There has been much research published on personalization and recommendation agents regarding customer preference modeling (Schafer, Konstan et al. 2001) as they have become more prevalent in the Internet. Currently there are three main streams of research dependent on how customer preferences are modeled: vector similarity (collaborative and content-based filtering), probability (Bayesian), and association (correlation between user and item). The shortcomings of these researches are that they have agents for clusters of people, i.e. recommendations to a specific user based on the preferences of many different users (such as Movielens.umn.edu and Amazon.com), rather than tailor to the needs of an individual user. So far, the agent has always been on the server side (e.g. an online store) rather on the client side. As a consequence, these agents are not always acting for the better good of the customer. The retail agents are trying to convince the customers to buy more products than might be necessary for him. Furthermore, these agents have little insight on your real preferences, since they can only observe actions on their site related to their competence. We envision advocate agents, residing on the client side, which always supports and promotes the best interests of its master.
These advocate agents shall not just "simply" facilitate product or merchant search, they "get to know their master," meaning the human decision maker through initial profiling (sex, age, nationality, preferences, etc) and by observing the behavior of the decision maker while visiting an online retail site (time spent, links clicked, dates visited, website visited before, etc). Based on this information agents should recommend actions (buy this product, buy from this merchant, read this article, etc), and execute autonomously some of the decisions the consumer delegated to it (make a dentist appointment, buy airline ticket, bid on eBay.com, etc). In addition to reducing information overload customers that use software recommendation agents reduce effort, and improve the effectiveness and efficiency of their decision making (Haeubl and Trifts 2000). These agents will represent the preferences of the consumer as his or her highly tailored "software copy" in the Internet. An integral part of the advocate agents is the learning component which allows them to improve their performance from experience over time. The user's reaction of an advocate agent suggestion is recorded for long term behavioral analysis and fed back in real time to the agents as well.

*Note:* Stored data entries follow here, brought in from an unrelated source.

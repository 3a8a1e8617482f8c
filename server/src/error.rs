//! Error types.
//!
//! `Error` covers process-level failures (startup, binding) and is what
//! `main` returns. `ApiError` is confined to a single request: it always
//! becomes an HTTP status plus an `ErrorResponse` body, so nothing crosses
//! the HTTP boundary unformatted.

use axum::{
    extract::rejection::{JsonRejection, PathRejection},
    http::StatusCode,
    response::{IntoResponse, Response},
    Json,
};
use thiserror::Error;
use tracing::error;

use crate::model::ErrorResponse;
use crate::store::StoreError;

#[derive(Debug, Error)]
pub enum Error {
    #[error("failed to connect to document store: {0}")]
    Connection(#[from] StoreError),

    #[error("io: {0}")]
    Io(#[from] std::io::Error),

    #[error("invalid listen address `{0}`")]
    InvalidAddress(String),
}

#[derive(Debug, Error)]
pub enum ApiError {
    /// Missing or malformed client input.
    #[error("{0}")]
    Validation(String),

    #[error("todo not found")]
    NotFound,

    /// A store call failed; `message` is what the client sees.
    #[error("{message}: {source}")]
    Store {
        message: &'static str,
        #[source]
        source: StoreError,
    },
}

impl ApiError {
    pub fn store(message: &'static str, source: StoreError) -> Self {
        ApiError::Store { message, source }
    }

    pub fn status(&self) -> StatusCode {
        match self {
            ApiError::Validation(_) => StatusCode::BAD_REQUEST,
            ApiError::NotFound => StatusCode::NOT_FOUND,
            ApiError::Store { .. } => StatusCode::INTERNAL_SERVER_ERROR,
        }
    }
}

impl From<JsonRejection> for ApiError {
    fn from(rejection: JsonRejection) -> Self {
        ApiError::Validation(rejection.body_text())
    }
}

impl From<PathRejection> for ApiError {
    fn from(rejection: PathRejection) -> Self {
        ApiError::Validation(rejection.body_text())
    }
}

impl IntoResponse for ApiError {
    fn into_response(self) -> Response {
        let status = self.status();
        let body = match self {
            ApiError::Validation(reason) => ErrorResponse {
                message: "Invalid request".to_string(),
                error: reason,
            },
            ApiError::NotFound => ErrorResponse {
                message: "Todo not found".to_string(),
                error: ApiError::NotFound.to_string(),
            },
            ApiError::Store { message, source } => {
                error!(error = %source, "{message}");
                ErrorResponse {
                    message: message.to_string(),
                    error: source.to_string(),
                }
            }
        };
        (status, Json(body)).into_response()
    }
}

We hypothesize that over time a human decision maker will delegate more and more decisions to an advocate agent. There is a switching point for the adaptation of new technologies by the individual users, and it is usually based on how smoothly the new technology integrates in daily life and how useful it is. In the first phase of this project we envision a non-intrusive proactive agent which will work according to the user preferences and gives suggestions even if it has no immediate assignment. Examples of pro-activeness include looking for new trends, latest news, informing about interesting ongoing auctions, such as eBay.com, good deals, etc.